Tuesday, January 18, 2011

The Icarus Debate


Last week, two corporate trainers from Bangalore paid a visit to the department where i work as a member of faculty of English. The trainers spoke about Organisational Behaviour and Interpersonal Skills and how both of them have been part of a success-formula in corporate world. As the meeting was proceeding, one of the speakers bumped on to the myth of Icarus. She was using the myth to drive in the spirit of passion amongst the listeners. The use of it generated much dispute amongst the audience. She sought the help of the other presenter who spoke passionately about the hero of Icarus who lived for his passion and flew to his death and became a symbol of passion filled life.

I have chosen to write on the theme of the death of Icarus as i was the one who opposed the views expressed by the trainers on the occasion. A look into the myth of Icarus would provide a better understanding of the life of Icarus. The story of Icarus is one of the minor elements in the vast world of Greek Mythology. Icarus figures in the story of Theseus, Minos and Daedalus. Minos was the ruler of Crete and had the gift of having a master architect, Daedalus. Daedalus is credited with designing the world-famous labyrinth in Crete that housed the half-human and half-bull Minotaur.

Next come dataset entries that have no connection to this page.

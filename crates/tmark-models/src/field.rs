//! Typed custom fields.
//!
//! A field's `config` is a tagged union bound to its type. The constructors
//! here are the single entry point for building configs, so an invalid shape
//! (empty select options, `max_rating` of 0, a non-empty boolean config)
//! can never reach the store.

use chrono::{DateTime, Utc};
use schemars::JsonSchema;
use serde::{Deserialize, Serialize};
use serde_json::Value;
use std::fmt;
use thiserror::Error;
use uuid::Uuid;

/// Custom field type discriminator.
#[derive(Debug, Clone, Copy, PartialEq, Eq, Hash, Serialize, Deserialize, JsonSchema)]
#[serde(rename_all = "snake_case")]
pub enum FieldType {
    Select,
    Rating,
    Text,
    Boolean,
}

impl FieldType {
    pub fn as_str(&self) -> &'static str {
        match self {
            FieldType::Select => "select",
            FieldType::Rating => "rating",
            FieldType::Text => "text",
            FieldType::Boolean => "boolean",
        }
    }
}

impl fmt::Display for FieldType {
    fn fmt(&self, f: &mut fmt::Formatter<'_>) -> fmt::Result {
        write!(f, "{}", self.as_str())
    }
}

impl std::str::FromStr for FieldType {
    type Err = String;

    fn from_str(s: &str) -> Result<Self, Self::Err> {
        match s {
            "select" => Ok(FieldType::Select),
            "rating" => Ok(FieldType::Rating),
            "text" => Ok(FieldType::Text),
            "boolean" => Ok(FieldType::Boolean),
            other => Err(format!("unknown field type: {other}")),
        }
    }
}

/// Errors from config construction and updates.
#[derive(Debug, Clone, PartialEq, Eq, Error)]
pub enum FieldConfigError {
    #[error("select fields need at least one option")]
    EmptyOptions,
    #[error("select options must be non-empty strings")]
    BlankOption,
    #[error("select options must be unique")]
    DuplicateOption,
    #[error("max_rating must be between 1 and 10")]
    RatingOutOfRange,
    #[error("max_length must be at least 1")]
    InvalidMaxLength,
    #[error("config does not match field type {field_type}: {detail}")]
    Shape {
        field_type: FieldType,
        detail: String,
    },
}

/// Typed field configuration.
#[derive(Debug, Clone, PartialEq, Serialize, Deserialize, JsonSchema)]
#[serde(tag = "type", rename_all = "snake_case")]
pub enum FieldConfig {
    Select { options: Vec<String> },
    Rating { max_rating: u8 },
    Text { max_length: Option<u32> },
    Boolean,
}

#[derive(Deserialize)]
#[serde(deny_unknown_fields)]
struct SelectShape {
    options: Vec<String>,
}

#[derive(Deserialize)]
#[serde(deny_unknown_fields)]
struct RatingShape {
    max_rating: u8,
}

#[derive(Deserialize)]
#[serde(deny_unknown_fields)]
struct TextShape {
    #[serde(default)]
    max_length: Option<u32>,
}

impl FieldConfig {
    /// Select config: options must be non-empty, trimmed, unique.
    pub fn select(options: Vec<String>) -> Result<Self, FieldConfigError> {
        if options.is_empty() {
            return Err(FieldConfigError::EmptyOptions);
        }
        let mut seen = Vec::with_capacity(options.len());
        let mut cleaned = Vec::with_capacity(options.len());
        for option in options {
            let trimmed = option.trim().to_string();
            if trimmed.is_empty() {
                return Err(FieldConfigError::BlankOption);
            }
            if seen.contains(&trimmed) {
                return Err(FieldConfigError::DuplicateOption);
            }
            seen.push(trimmed.clone());
            cleaned.push(trimmed);
        }
        Ok(FieldConfig::Select { options: cleaned })
    }

    /// Rating config: `max_rating` in `1..=10`.
    pub fn rating(max_rating: u8) -> Result<Self, FieldConfigError> {
        if !(1..=10).contains(&max_rating) {
            return Err(FieldConfigError::RatingOutOfRange);
        }
        Ok(FieldConfig::Rating { max_rating })
    }

    /// Text config: optional `max_length >= 1`.
    pub fn text(max_length: Option<u32>) -> Result<Self, FieldConfigError> {
        if matches!(max_length, Some(0)) {
            return Err(FieldConfigError::InvalidMaxLength);
        }
        Ok(FieldConfig::Text { max_length })
    }

    pub fn boolean() -> Self {
        FieldConfig::Boolean
    }

    /// Rebuild a config from the persisted `(field_type, config)` pair, or
    /// validate a client-supplied config blob against a declared type.
    pub fn from_parts(field_type: FieldType, config: &Value) -> Result<Self, FieldConfigError> {
        let shape_err = |e: serde_json::Error| FieldConfigError::Shape {
            field_type,
            detail: e.to_string(),
        };
        match field_type {
            FieldType::Select => {
                let shape: SelectShape =
                    serde_json::from_value(config.clone()).map_err(shape_err)?;
                Self::select(shape.options)
            }
            FieldType::Rating => {
                let shape: RatingShape =
                    serde_json::from_value(config.clone()).map_err(shape_err)?;
                Self::rating(shape.max_rating)
            }
            FieldType::Text => {
                let shape: TextShape =
                    serde_json::from_value(config.clone()).map_err(shape_err)?;
                Self::text(shape.max_length)
            }
            FieldType::Boolean => {
                // Boolean carries no configuration at all.
                match config {
                    Value::Object(map) if map.is_empty() => Ok(FieldConfig::Boolean),
                    _ => Err(FieldConfigError::Shape {
                        field_type,
                        detail: "boolean config must be an empty object".to_string(),
                    }),
                }
            }
        }
    }

    pub fn field_type(&self) -> FieldType {
        match self {
            FieldConfig::Select { .. } => FieldType::Select,
            FieldConfig::Rating { .. } => FieldType::Rating,
            FieldConfig::Text { .. } => FieldType::Text,
            FieldConfig::Boolean => FieldType::Boolean,
        }
    }

    /// Config blob as persisted (no discriminator; that lives in its own
    /// column).
    pub fn to_json(&self) -> Value {
        match self {
            FieldConfig::Select { options } => serde_json::json!({ "options": options }),
            FieldConfig::Rating { max_rating } => serde_json::json!({ "max_rating": max_rating }),
            FieldConfig::Text { max_length } => match max_length {
                Some(max) => serde_json::json!({ "max_length": max }),
                None => serde_json::json!({}),
            },
            FieldConfig::Boolean => serde_json::json!({}),
        }
    }

    /// Coerce a raw JSON value into this field's typed value.
    ///
    /// `null` clears the value and is always accepted.
    pub fn coerce(&self, raw: &Value) -> Result<Option<FieldValue>, ValueError> {
        if raw.is_null() {
            return Ok(None);
        }
        match self {
            FieldConfig::Rating { max_rating } => {
                let number = raw.as_f64().ok_or(ValueError::WrongType {
                    expected: "integer",
                })?;
                if number.fract() != 0.0 {
                    return Err(ValueError::NotAnInteger);
                }
                let value = number as i64;
                if value < 0 || value > i64::from(*max_rating) {
                    return Err(ValueError::OutOfRange {
                        max: u32::from(*max_rating),
                    });
                }
                Ok(Some(FieldValue::Number(value as f64)))
            }
            FieldConfig::Select { options } => {
                let text = raw.as_str().ok_or(ValueError::WrongType { expected: "string" })?;
                if !options.iter().any(|o| o == text) {
                    return Err(ValueError::UnknownOption {
                        value: text.to_string(),
                    });
                }
                Ok(Some(FieldValue::Text(text.to_string())))
            }
            FieldConfig::Text { max_length } => {
                let text = raw.as_str().ok_or(ValueError::WrongType { expected: "string" })?;
                if let Some(max) = max_length {
                    if text.chars().count() as u32 > *max {
                        return Err(ValueError::TooLong { max: *max });
                    }
                }
                Ok(Some(FieldValue::Text(text.to_string())))
            }
            FieldConfig::Boolean => {
                let flag = raw.as_bool().ok_or(ValueError::WrongType {
                    expected: "boolean",
                })?;
                Ok(Some(FieldValue::Boolean(flag)))
            }
        }
    }
}

/// Errors from coercing a raw value into a typed field value.
#[derive(Debug, Clone, PartialEq, Eq, Error)]
pub enum ValueError {
    #[error("expected a {expected} value")]
    WrongType { expected: &'static str },
    #[error("rating must be a whole number")]
    NotAnInteger,
    #[error("rating must be between 0 and {max}")]
    OutOfRange { max: u32 },
    #[error("'{value}' is not one of the field's options")]
    UnknownOption { value: String },
    #[error("text exceeds the maximum length of {max}")]
    TooLong { max: u32 },
    #[error("value columns are inconsistent")]
    InconsistentColumns,
}

/// A typed field value. Exactly one of the three storage columns is
/// populated, selected by the field's type.
#[derive(Debug, Clone, PartialEq, Serialize, Deserialize, JsonSchema)]
#[serde(untagged)]
pub enum FieldValue {
    Text(String),
    Number(f64),
    Boolean(bool),
}

impl FieldValue {
    /// Split into the `(text, numeric, boolean)` storage columns.
    pub fn columns(&self) -> (Option<&str>, Option<f64>, Option<bool>) {
        match self {
            FieldValue::Text(s) => (Some(s), None, None),
            FieldValue::Number(n) => (None, Some(*n), None),
            FieldValue::Boolean(b) => (None, None, Some(*b)),
        }
    }

    /// Rebuild from storage columns. All-null means "cleared"; more than one
    /// populated column is a corrupt row.
    pub fn from_columns(
        text: Option<String>,
        numeric: Option<f64>,
        boolean: Option<bool>,
    ) -> Result<Option<Self>, ValueError> {
        match (text, numeric, boolean) {
            (None, None, None) => Ok(None),
            (Some(s), None, None) => Ok(Some(FieldValue::Text(s))),
            (None, Some(n), None) => Ok(Some(FieldValue::Number(n))),
            (None, None, Some(b)) => Ok(Some(FieldValue::Boolean(b))),
            _ => Err(ValueError::InconsistentColumns),
        }
    }

    /// JSON representation for API responses.
    pub fn to_json(&self) -> Value {
        match self {
            FieldValue::Text(s) => Value::String(s.clone()),
            FieldValue::Number(n) => serde_json::Number::from_f64(*n)
                .map(Value::Number)
                .unwrap_or(Value::Null),
            FieldValue::Boolean(b) => Value::Bool(*b),
        }
    }
}

/// A per-list custom field definition.
///
/// Unique per `(list_id, lowercase(name))`.
#[derive(Debug, Clone, Serialize, Deserialize, JsonSchema)]
pub struct CustomField {
    pub id: Uuid,
    pub list_id: Uuid,
    pub name: String,
    #[serde(flatten)]
    pub config: FieldConfig,
    pub created_at: DateTime<Utc>,
}

impl CustomField {
    pub fn field_type(&self) -> FieldType {
        self.config.field_type()
    }
}

#[cfg(test)]
mod tests {
    use super::*;
    use serde_json::json;

    #[test]
    fn select_constructor_rules() {
        assert!(FieldConfig::select(vec![]).is_err());
        assert!(FieldConfig::select(vec!["a".into(), "  ".into()]).is_err());
        assert!(FieldConfig::select(vec!["a".into(), "a".into()]).is_err());
        assert!(FieldConfig::select(vec!["a".into(), "b".into()]).is_ok());
    }

    #[test]
    fn rating_constructor_rules() {
        assert!(FieldConfig::rating(0).is_err());
        assert!(FieldConfig::rating(11).is_err());
        assert!(FieldConfig::rating(1).is_ok());
        assert!(FieldConfig::rating(10).is_ok());
    }

    #[test]
    fn text_constructor_rules() {
        assert!(FieldConfig::text(Some(0)).is_err());
        assert!(FieldConfig::text(Some(1)).is_ok());
        assert!(FieldConfig::text(None).is_ok());
    }

    #[test]
    fn boolean_config_must_be_empty() {
        assert!(FieldConfig::from_parts(FieldType::Boolean, &json!({})).is_ok());
        assert!(FieldConfig::from_parts(FieldType::Boolean, &json!({"x": 1})).is_err());
        assert!(FieldConfig::from_parts(FieldType::Boolean, &json!(null)).is_err());
    }

    #[test]
    fn from_parts_rejects_mismatched_shape() {
        assert!(FieldConfig::from_parts(FieldType::Rating, &json!({"options": ["a"]})).is_err());
        assert!(FieldConfig::from_parts(FieldType::Select, &json!({"max_rating": 5})).is_err());
    }

    #[test]
    fn from_parts_round_trips() {
        let config = FieldConfig::select(vec!["a".into(), "b".into()]).unwrap();
        let rebuilt = FieldConfig::from_parts(FieldType::Select, &config.to_json()).unwrap();
        assert_eq!(config, rebuilt);

        let config = FieldConfig::text(None).unwrap();
        let rebuilt = FieldConfig::from_parts(FieldType::Text, &config.to_json()).unwrap();
        assert_eq!(config, rebuilt);
    }

    #[test]
    fn rating_coercion_bounds() {
        let config = FieldConfig::rating(5).unwrap();
        assert!(config.coerce(&json!(6)).is_err());
        assert!(config.coerce(&json!(-1)).is_err());
        assert!(config.coerce(&json!(2.5)).is_err());
        assert!(config.coerce(&json!("3")).is_err());
        assert_eq!(
            config.coerce(&json!(5)).unwrap(),
            Some(FieldValue::Number(5.0))
        );
        assert_eq!(config.coerce(&json!(0)).unwrap(), Some(FieldValue::Number(0.0)));
        assert_eq!(config.coerce(&json!(null)).unwrap(), None);
    }

    #[test]
    fn select_coercion_checks_options() {
        let config = FieldConfig::select(vec!["easy".into(), "hard".into()]).unwrap();
        assert_eq!(
            config.coerce(&json!("easy")).unwrap(),
            Some(FieldValue::Text("easy".into()))
        );
        assert!(config.coerce(&json!("medium")).is_err());
    }

    #[test]
    fn text_coercion_respects_max_length() {
        let config = FieldConfig::text(Some(3)).unwrap();
        assert!(config.coerce(&json!("abcd")).is_err());
        assert!(config.coerce(&json!("abc")).is_ok());

        let unbounded = FieldConfig::text(None).unwrap();
        assert!(unbounded.coerce(&json!("a".repeat(10_000))).is_ok());
    }

    #[test]
    fn boolean_coercion() {
        let config = FieldConfig::boolean();
        assert_eq!(
            config.coerce(&json!(true)).unwrap(),
            Some(FieldValue::Boolean(true))
        );
        assert!(config.coerce(&json!("true")).is_err());
    }

    #[test]
    fn value_columns_are_exclusive() {
        let (t, n, b) = FieldValue::Number(4.0).columns();
        assert!(t.is_none());
        assert_eq!(n, Some(4.0));
        assert!(b.is_none());

        assert_eq!(FieldValue::from_columns(None, None, None).unwrap(), None);
        assert!(FieldValue::from_columns(Some("x".into()), Some(1.0), None).is_err());
    }
}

The story of Icarus begins with the arrival of Theseus to Crete. Theseus is the son of Aegeus who ruled Athens and fathered Theseus through Aethra and left the Greek village much before Theseus was born. Aegeus made a plan in agreement with his wife that if the son grew to be strong, that is if the child were a boy, he could remove a boulder and take the sword underneath it and could pay a visit to the King's chamber. Theseus visited his father when he was young and strong enough to remove the sword and came to know about the terrible curse that had befallen the kingdom of Athens. The son of Minos, Androgeus once paid a visit to Athens and Aegeus sent him to kill a bull, where the son of Minos died fighting the bull. The angered Minos routed the city of Athens and pardoned the Athenians only on condition that they should send seven maidens and seven young men every nine years to be fed to Minotaur.

Minotaur is the son of Pasiphae, Minos' wife and a bull. The God of Sea, Poseidon, gave the bull to Minos to be sacrificed to Him. Minos could not bear to slay the bull and he kept it. Angered God of Sea made the bull fall in love with Minos's wife and the result was the half-human-half-bull baby. As the baby was born, Minos summoned the great architect Daedalus to design a labyrinth and put the baby in it. The fourteen youth that came from Athens were directly introduced into the labyrinth that was a tangled maze as all path led to the Minotaur. Theseus accompanied the youth and at the moment the troupe entered and paraded through Crete, Ariadne, the daughter of Minos, as luck would have it or as all myths would have it, fell head over heels in love with Theseus. She summoned Daedalus, as she never wished Theseus to die in the maze, and sought from him a strategy to escape. He advised her that Theseus should enter the maze with a spool of thread and tie it at the entrance door and unwind it as he would proceed into the maze. This Theseus did and as he was valorous could easily slay the Minotaur and escape with Ariadne.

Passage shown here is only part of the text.